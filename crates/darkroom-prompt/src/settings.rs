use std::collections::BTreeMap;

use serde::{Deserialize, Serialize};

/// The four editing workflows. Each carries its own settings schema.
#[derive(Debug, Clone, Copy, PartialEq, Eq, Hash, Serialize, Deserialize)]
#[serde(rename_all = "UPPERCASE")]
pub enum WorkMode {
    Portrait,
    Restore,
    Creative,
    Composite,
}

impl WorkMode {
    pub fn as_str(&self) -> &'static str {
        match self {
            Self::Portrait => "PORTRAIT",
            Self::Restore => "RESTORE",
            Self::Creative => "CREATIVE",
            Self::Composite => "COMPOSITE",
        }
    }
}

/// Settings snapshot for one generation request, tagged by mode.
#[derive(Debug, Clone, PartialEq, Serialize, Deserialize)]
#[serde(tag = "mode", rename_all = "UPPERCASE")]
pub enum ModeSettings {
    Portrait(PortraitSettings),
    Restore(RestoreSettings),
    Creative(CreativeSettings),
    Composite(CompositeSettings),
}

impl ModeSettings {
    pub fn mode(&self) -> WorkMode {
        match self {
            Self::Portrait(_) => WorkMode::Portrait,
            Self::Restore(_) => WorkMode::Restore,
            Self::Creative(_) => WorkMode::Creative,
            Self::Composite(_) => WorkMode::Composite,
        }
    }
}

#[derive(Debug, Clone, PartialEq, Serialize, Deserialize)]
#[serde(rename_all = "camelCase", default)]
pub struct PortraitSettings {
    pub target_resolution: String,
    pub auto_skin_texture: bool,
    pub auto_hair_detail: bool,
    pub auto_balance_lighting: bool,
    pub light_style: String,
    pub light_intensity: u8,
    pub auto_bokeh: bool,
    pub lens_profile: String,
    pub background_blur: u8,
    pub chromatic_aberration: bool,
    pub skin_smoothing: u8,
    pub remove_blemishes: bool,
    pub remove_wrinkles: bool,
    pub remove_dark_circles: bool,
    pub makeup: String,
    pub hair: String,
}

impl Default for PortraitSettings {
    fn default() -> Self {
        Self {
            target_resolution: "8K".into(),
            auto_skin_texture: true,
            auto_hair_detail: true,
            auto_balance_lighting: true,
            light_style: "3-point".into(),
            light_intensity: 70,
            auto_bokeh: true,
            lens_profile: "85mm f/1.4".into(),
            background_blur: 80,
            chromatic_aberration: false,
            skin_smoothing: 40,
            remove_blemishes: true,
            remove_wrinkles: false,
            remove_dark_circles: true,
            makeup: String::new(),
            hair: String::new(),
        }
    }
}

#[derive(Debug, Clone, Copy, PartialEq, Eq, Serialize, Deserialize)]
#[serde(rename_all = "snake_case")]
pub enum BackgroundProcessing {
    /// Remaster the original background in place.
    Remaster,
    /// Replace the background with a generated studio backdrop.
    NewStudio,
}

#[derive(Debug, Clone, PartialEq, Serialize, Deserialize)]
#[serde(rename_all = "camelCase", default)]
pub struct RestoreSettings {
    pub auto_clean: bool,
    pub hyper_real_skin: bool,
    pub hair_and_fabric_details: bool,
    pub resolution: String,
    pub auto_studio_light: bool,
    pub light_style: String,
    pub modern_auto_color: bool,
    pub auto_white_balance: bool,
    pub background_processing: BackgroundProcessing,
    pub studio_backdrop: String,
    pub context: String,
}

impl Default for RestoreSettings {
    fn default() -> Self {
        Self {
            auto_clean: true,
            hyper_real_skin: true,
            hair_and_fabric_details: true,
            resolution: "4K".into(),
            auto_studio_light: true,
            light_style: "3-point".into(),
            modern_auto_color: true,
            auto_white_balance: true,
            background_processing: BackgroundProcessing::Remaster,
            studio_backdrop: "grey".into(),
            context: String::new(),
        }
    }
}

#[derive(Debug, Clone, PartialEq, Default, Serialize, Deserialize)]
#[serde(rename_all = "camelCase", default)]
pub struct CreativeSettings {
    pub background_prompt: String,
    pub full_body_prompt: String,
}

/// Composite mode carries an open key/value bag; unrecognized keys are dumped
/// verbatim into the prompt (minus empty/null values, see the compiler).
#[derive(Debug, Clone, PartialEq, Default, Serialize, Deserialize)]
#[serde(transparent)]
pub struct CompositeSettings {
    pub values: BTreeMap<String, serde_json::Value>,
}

--------------------------------

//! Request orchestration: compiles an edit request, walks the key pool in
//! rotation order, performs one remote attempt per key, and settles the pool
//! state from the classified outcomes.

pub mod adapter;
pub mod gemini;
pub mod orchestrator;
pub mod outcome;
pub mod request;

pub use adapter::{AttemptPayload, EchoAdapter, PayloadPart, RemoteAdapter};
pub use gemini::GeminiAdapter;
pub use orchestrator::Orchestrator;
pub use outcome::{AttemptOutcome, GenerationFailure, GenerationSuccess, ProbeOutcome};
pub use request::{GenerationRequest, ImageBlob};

--------------------------------

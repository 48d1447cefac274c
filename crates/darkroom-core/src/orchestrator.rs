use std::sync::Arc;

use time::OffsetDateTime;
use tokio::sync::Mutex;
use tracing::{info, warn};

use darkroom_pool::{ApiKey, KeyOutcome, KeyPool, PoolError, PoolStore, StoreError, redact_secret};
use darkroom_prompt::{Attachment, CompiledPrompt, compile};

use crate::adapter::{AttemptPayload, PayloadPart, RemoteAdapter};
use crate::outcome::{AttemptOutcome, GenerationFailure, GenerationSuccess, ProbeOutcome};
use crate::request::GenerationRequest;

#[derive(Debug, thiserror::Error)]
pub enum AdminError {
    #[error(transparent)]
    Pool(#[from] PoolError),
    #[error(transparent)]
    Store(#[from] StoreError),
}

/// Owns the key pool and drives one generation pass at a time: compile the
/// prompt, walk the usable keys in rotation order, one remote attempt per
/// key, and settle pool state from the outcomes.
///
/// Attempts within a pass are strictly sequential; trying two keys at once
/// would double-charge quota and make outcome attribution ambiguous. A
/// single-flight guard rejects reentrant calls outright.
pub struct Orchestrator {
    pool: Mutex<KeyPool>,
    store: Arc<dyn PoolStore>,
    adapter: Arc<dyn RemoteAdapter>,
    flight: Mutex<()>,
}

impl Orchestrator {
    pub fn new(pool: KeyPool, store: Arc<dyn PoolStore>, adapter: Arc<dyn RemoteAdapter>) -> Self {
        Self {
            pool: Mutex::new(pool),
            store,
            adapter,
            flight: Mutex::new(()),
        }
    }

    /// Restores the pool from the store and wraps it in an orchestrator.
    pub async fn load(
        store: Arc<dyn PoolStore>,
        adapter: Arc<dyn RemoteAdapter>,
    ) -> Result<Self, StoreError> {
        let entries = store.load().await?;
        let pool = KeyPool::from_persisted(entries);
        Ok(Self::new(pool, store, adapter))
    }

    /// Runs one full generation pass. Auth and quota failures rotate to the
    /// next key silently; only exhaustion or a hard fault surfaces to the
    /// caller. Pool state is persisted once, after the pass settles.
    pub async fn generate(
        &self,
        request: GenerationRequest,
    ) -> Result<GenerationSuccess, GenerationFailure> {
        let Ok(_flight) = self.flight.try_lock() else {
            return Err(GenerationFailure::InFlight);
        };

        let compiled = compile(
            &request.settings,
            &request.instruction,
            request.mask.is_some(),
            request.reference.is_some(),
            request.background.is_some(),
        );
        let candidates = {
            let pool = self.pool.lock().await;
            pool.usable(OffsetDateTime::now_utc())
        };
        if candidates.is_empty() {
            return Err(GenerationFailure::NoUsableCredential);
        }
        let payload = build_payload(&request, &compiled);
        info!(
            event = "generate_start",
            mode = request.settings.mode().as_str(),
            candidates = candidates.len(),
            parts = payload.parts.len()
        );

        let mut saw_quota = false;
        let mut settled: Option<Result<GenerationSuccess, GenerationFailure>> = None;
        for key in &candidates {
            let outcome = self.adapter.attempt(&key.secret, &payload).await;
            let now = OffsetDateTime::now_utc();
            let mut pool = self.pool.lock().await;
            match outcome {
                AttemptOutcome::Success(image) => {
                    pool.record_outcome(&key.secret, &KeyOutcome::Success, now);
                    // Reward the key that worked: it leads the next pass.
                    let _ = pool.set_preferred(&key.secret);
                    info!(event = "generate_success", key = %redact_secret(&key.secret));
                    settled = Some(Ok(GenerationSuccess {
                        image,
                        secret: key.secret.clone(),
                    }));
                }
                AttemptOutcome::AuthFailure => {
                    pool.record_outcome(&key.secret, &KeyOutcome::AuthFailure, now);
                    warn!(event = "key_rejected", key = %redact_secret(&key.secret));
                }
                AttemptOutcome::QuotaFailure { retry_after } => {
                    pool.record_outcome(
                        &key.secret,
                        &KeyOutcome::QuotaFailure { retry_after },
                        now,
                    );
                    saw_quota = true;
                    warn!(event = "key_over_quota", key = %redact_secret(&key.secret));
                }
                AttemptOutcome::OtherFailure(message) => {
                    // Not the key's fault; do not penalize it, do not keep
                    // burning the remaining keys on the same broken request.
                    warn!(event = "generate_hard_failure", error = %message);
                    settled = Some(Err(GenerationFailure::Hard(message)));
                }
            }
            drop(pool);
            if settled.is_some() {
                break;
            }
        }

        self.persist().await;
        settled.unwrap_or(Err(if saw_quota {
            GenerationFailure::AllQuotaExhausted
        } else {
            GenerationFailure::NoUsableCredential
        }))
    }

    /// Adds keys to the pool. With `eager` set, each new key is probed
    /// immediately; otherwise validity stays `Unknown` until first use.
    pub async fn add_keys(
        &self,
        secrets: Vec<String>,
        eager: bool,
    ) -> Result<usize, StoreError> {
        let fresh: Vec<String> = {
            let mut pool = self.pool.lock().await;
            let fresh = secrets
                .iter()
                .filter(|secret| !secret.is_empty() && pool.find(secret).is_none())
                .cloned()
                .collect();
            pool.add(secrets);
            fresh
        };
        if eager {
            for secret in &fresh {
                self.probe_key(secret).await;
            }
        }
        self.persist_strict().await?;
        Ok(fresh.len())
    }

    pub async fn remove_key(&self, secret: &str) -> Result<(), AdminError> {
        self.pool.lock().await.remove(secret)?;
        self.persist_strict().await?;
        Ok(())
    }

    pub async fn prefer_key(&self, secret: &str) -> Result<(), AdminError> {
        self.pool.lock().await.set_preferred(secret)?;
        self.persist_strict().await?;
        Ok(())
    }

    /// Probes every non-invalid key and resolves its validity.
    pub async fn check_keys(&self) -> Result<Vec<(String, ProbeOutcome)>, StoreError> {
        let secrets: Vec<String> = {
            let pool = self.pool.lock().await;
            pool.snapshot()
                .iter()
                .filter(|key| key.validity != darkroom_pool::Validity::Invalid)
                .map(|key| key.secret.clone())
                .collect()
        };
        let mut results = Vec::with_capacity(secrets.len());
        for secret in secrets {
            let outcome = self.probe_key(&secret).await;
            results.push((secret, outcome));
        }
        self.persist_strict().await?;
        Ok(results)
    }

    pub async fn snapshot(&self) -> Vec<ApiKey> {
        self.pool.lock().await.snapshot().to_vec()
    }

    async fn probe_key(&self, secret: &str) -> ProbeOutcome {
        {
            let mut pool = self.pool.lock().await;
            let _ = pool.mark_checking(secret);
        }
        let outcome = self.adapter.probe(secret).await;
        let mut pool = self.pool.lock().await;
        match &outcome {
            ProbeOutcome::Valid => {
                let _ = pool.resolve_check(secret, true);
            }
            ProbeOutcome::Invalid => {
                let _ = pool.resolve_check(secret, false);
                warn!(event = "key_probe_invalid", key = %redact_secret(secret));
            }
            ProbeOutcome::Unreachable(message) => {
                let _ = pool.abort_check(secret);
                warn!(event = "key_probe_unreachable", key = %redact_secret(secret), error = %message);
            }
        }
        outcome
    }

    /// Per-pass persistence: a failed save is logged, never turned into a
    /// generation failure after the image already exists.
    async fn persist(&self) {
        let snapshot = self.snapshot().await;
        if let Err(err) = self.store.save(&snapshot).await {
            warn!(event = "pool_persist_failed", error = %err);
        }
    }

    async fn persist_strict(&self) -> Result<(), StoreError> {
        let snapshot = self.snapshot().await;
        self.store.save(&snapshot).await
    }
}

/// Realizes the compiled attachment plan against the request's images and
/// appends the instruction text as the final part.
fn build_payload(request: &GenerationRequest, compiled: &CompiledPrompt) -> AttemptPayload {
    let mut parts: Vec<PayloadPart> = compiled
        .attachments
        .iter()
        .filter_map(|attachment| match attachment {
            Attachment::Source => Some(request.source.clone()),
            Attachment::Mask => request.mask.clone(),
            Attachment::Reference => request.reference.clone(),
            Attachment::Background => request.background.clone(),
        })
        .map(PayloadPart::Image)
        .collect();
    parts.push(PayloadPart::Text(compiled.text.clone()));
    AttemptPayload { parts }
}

--------------------------------

State the number of lines in the material above in which the string "values" appears, with no accompanying text.

_Result:_ 2